Your instructions
Below are records; reproduce exactly the lines from the one that has "#[derive(Debug, Clone, Default)]" through the one that has "pub fn set_templates(&mut", ends included, and nothing more.

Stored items
──────

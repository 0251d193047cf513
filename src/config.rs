use serde::Deserialize;

/// Runtime settings for the infrastructure adapters.
#[derive(Debug, Clone, Deserialize)]
pub struct Settings {
    pub llm: LlmSettings,
    pub youtube: YouTubeSettings,
    pub logging: LoggingSettings,
}

#[derive(Debug, Clone, Deserialize)]
pub struct LlmSettings {
    pub api_key: String,
    pub base_url: String,
    pub model: String,
    pub provider: String,
}

#[derive(Debug, Clone, Deserialize)]
pub struct YouTubeSettings {
    pub api_key: String,
    pub caption_language: String,
}

#[derive(Debug, Clone, Deserialize)]
pub struct LoggingSettings {
    pub level: String,
    pub enable_json: bool,
}

impl Settings {
    /// Assemble settings from environment variables, with defaults that
    /// match the hosted OpenAI endpoint and English captions.
    pub fn from_env() -> Self {
        Self {
            llm: LlmSettings {
                api_key: std::env::var("OPENAI_API_KEY").unwrap_or_default(),
                base_url: std::env::var("OPENAI_BASE_URL")
                    .unwrap_or_else(|_| "https://api.openai.com/v1".to_string()),
                model: std::env::var("LLM_MODEL").unwrap_or_else(|_| "gpt-4o-mini".to_string()),
                provider: std::env::var("LLM_PROVIDER").unwrap_or_else(|_| "openai".to_string()),
            },
            youtube: YouTubeSettings {
                api_key: std::env::var("YOUTUBE_API_KEY").unwrap_or_default(),
                caption_language: std::env::var("CAPTION_LANGUAGE")
                    .unwrap_or_else(|_| "en".to_string()),
            },
            logging: LoggingSettings {
                level: std::env::var("LOG_LEVEL")
                    .unwrap_or_else(|_| "info,simak=debug".to_string()),
                enable_json: std::env::var("LOG_FORMAT")
                    .map(|v| v.to_lowercase() == "json")
                    .unwrap_or(false),
            },
        }
    }
}
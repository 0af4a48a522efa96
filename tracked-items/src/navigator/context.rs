//! What the navigator knows about the task run it is part of.

use serde_json::Value;
use std::collections::HashMap;
use uuid::Uuid;

/// Lookup of previously persisted client data, keyed by activity identifier.
///
/// Implemented by the host's configuration or schedule store. Returned values
/// are treated as immutable snapshots.
pub trait ClientDataSource: Send + Sync {
    fn client_data(&self, activity_identifier: &str) -> Option<Value>;
}

impl ClientDataSource for HashMap<String, Value> {
    fn client_data(&self, activity_identifier: &str) -> Option<Value> {
        self.get(activity_identifier).cloned()
    }
}

/// Handle to the running task, held by value.
#[derive(Debug, Clone, PartialEq)]
pub struct TaskContext {
    /// Identifier of the running task
    pub task_identifier: String,
    /// Run identifier shared with the task result
    pub task_run_uuid: Uuid,
    /// Identifier of the enclosing task when run as a sub-flow
    pub parent_identifier: Option<String>,
}

impl TaskContext {
    pub fn new(task_identifier: impl Into<String>, task_run_uuid: Uuid) -> Self {
        Self {
            task_identifier: task_identifier.into(),
            task_run_uuid,
            parent_identifier: None,
        }
    }

    /// Builder: mark as embedded in a parent task.
    pub fn with_parent(mut self, parent_identifier: impl Into<String>) -> Self {
        self.parent_identifier = Some(parent_identifier.into());
        self
    }

    pub fn is_subtask(&self) -> bool {
        self.parent_identifier.is_some()
    }
}
//! App config loading and lookup integration tests

use serde_json::{json, Value};
use study_config::{AppConfig, ConfigError, ReportCategory, StudyConfiguration, TaskSource};
use tracked_items::{ClientDataSource, TaskContext, TaskResult};

fn app_config() -> AppConfig {
    serde_json::from_value(json!({
        "clientData": {
            "studyDuration": { "year": 2 },
            "usesV1LegacyArchiving": true,
            "groups": [{
                "identifier": "daily",
                "title": "Daily activities",
                "activityIdentifiers": ["medication", "tapping", "unknown"],
                "schedulePlanGuid": "abcdef12-3456-7890"
            }],
            "activityList": [{
                "identifier": "tapping",
                "title": "Tapping",
                "minuteDuration": 2,
                "moduleId": "tapping"
            }],
            "tasks": [{
                "identifier": "medication",
                "type": "trackedItems",
                "items": [
                    { "identifier": "aspirin", "addDetailsIdentifier": "medicationDetails", "requiredFields": ["dose"] },
                    { "identifier": "ibuprofen" }
                ],
                "review": { "type": "review" },
                "addDetails": [{ "type": "details", "identifier": "medicationDetails" }]
            }],
            "taskToSchemaIdentifierMap": { "medication": "MedicationTracking" },
            "reportMappings": { "medication": "singleton" }
        },
        "schemaReferences": [
            { "identifier": "MedicationTracking", "revision": 4 },
            { "identifier": "tapping", "revision": 1 }
        ],
        "surveyReferences": [
            { "identifier": "background", "guid": "survey-guid", "href": "https://example.org/surveys/background" }
        ],
        "configElements": {
            "symptoms": {
                "catType": "task",
                "type": "trackedItems",
                "items": [{ "identifier": "headache" }]
            },
            "profile": { "catType": "profileManager" }
        }
    }))
    .unwrap()
}

#[test]
fn test_setup_registers_mappings() {
    let store = StudyConfiguration::new();
    store.setup(&app_config()).unwrap();

    let settings = store.settings();
    assert_eq!(settings.study_duration.year, 2);
    assert!(settings.uses_v1_legacy_archiving);

    assert_eq!(store.all_activity_groups().len(), 1);
    assert_eq!(store.all_schemas().len(), 2);
    assert_eq!(store.all_surveys().len(), 1);
    assert_eq!(store.report_category("medication"), Some(ReportCategory::Singleton));

    let task = store.task("medication").unwrap();
    assert_eq!(task.schema_info.unwrap().revision, Some(4));
    assert_eq!(store.task("symptoms").unwrap().task_type(), Some("trackedItems"));
    assert!(store.task("profile").is_none());

    let group = store.activity_group("daily").unwrap();
    let infos: Vec<String> = store
        .activity_group_tasks(&group)
        .into_iter()
        .map(|i| i.identifier)
        .collect();
    assert_eq!(infos, vec!["medication", "tapping"]);
    assert_eq!(store.activity_info("tapping").unwrap().estimated_minutes(), 2);

    assert!(matches!(store.task_source("background"), TaskSource::Survey(_)));
}

#[test]
fn test_malformed_client_data_still_registers_references() {
    let store = StudyConfiguration::new();
    let mut config = app_config();
    config.client_data = Some(json!({ "groups": "not a list" }));

    let err = store.setup(&config).unwrap_err();
    assert!(matches!(err, ConfigError::ClientData(_)));
    assert_eq!(store.all_schemas().len(), 2);
    assert!(store.task("medication").is_none());
}

#[test]
fn test_navigator_from_registered_task() {
    let store = StudyConfiguration::new();
    store.setup(&app_config()).unwrap();
    store.set_client_data(
        "medication",
        json!({
            "selectedIdentifiers": ["aspirin"],
            "selectedAnswers": [{ "identifier": "aspirin", "dose": "5 mg" }]
        }),
    );

    let mut navigator = store.tracked_items_navigator("medication").unwrap();
    assert_eq!(navigator.activity_identifier(), "medication");
    assert!(navigator.review_step().is_some());
    assert!(navigator.has_previous_client_data());

    let mut task = TaskResult::new("medication");
    let (next, _) = navigator.step_after(None, &mut task);
    assert_eq!(next.unwrap().identifier(), "logging");

    assert!(matches!(
        store.tracked_items_navigator("missing"),
        Err(ConfigError::UnknownTask(_))
    ));
}

#[test]
fn test_store_as_client_data_source() {
    let store = StudyConfiguration::new();
    store.setup(&app_config()).unwrap();
    store.set_client_data("medication", json!([{ "identifier": "ibuprofen" }]));

    let mut navigator = store.tracked_items_navigator("medication").unwrap();
    let task = TaskResult::new("medication");
    navigator.setup_tracking(TaskContext::new("medication", task.task_run_uuid), &store);
    assert_eq!(
        navigator.in_memory_result().selected_identifiers(),
        ["ibuprofen".to_string()].as_slice()
    );
    assert_eq!(store.client_data("symptoms"), None::<Value>);
}

#[test]
fn test_concurrent_lookups() {
    let store = StudyConfiguration::new();
    store.setup(&app_config()).unwrap();

    std::thread::scope(|scope| {
        for i in 0..4 {
            let store = &store;
            scope.spawn(move || {
                store.set_client_data(format!("activity{i}"), json!([]));
                assert!(store.task("medication").is_some());
                assert!(store.schema_info("tapping").is_some());
            });
        }
    });

    assert!((0..4).all(|i| store.client_data(&format!("activity{i}")).is_some()));
}
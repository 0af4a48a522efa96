//! Per-item detail steps, created lazily from templates.

use std::collections::HashMap;
use tracing::debug;

use crate::catalog::TrackedItem;
use crate::result::TrackedItemAnswer;
use crate::step::{DetailStep, StepInfo, StepPatch, TrackingStep};

/// Detail step templates plus the copies made from them.
///
/// Each item gets at most one copy for the cache's lifetime. Copies are
/// never evicted.
#[derive(Debug, Clone, Default)]
pub struct DetailStepCache {
    templates: Vec<DetailStep>,
    steps: HashMap<String, TrackingStep>,
}

impl DetailStepCache {
    pub fn new(templates: Vec<DetailStep>) -> Self {
        Self {
            templates,
            steps: HashMap::new(),
        }
    }

    pub fn templates(&self) -> &[DetailStep] {
        &self.templates
    }

    /// Replace the templates. Copies made from the old ones are dropped.
    pub fn set_templates(&mut self, templates: Vec<DetailStep>) {
        self.templates = templates;
        self.steps.clear();
    }

    /// Patch the first template. Returns `false` when there are no templates.
    pub fn patch_first_template(&mut self, patch: &StepPatch) -> bool {
        match self.templates.first_mut() {
            Some(template) => {
                patch.apply_to_info(&mut template.info);
                true
            }
            None => false,
        }
    }

    fn template_for(&self, item: &TrackedItem) -> Option<&DetailStep> {
        let details_id = item.add_details_identifier.as_deref()?;
        self.templates.iter().find(|t| t.info.identifier == details_id)
    }

    pub fn has_template(&self, item: &TrackedItem) -> bool {
        self.template_for(item).is_some()
    }

    /// The copy already made for an item, if any.
    pub fn cached(&self, identifier: &str) -> Option<&TrackingStep> {
        self.steps.get(identifier)
    }

    /// Step properties for an item without creating its copy.
    pub fn info_for(&self, item: &TrackedItem) -> Option<&StepInfo> {
        match self.cached(&item.identifier) {
            Some(step) => Some(step.info()),
            None => self.template_for(item).map(|t| &t.info),
        }
    }

    /// The item's detail step with `answer` embedded, creating it on first use.
    pub fn lookup(&mut self, item: &TrackedItem, answer: &TrackedItemAnswer) -> Option<&TrackingStep> {
        if self.steps.contains_key(&item.identifier) {
            let step = self.steps.get_mut(&item.identifier)?;
            if let TrackingStep::Detail(detail) = step {
                detail.update_previous_answer(answer);
            }
            return Some(&*step);
        }

        let copy = self.template_for(item)?.copy_for_item(item, answer);
        debug!(item = %item.identifier, template = ?item.add_details_identifier, "Created detail step");
        let step = self
            .steps
            .entry(item.identifier.clone())
            .or_insert(TrackingStep::Detail(copy));
        Some(&*step)
    }
}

──────

Problem solution
#[derive(Debug, Clone, Default)]
pub struct DetailStepCache {
    templates: Vec<DetailStep>,
    steps: HashMap<String, TrackingStep>,
}

impl DetailStepCache {
    pub fn new(templates: Vec<DetailStep>) -> Self {
        Self {
            templates,
            steps: HashMap::new(),
        }
    }

    pub fn templates(&self) -> &[DetailStep] {
        &self.templates
    }

    /// Replace the templates. Copies made from the old ones are dropped.
    pub fn set_templates(&mut self, templates: Vec<DetailStep>) {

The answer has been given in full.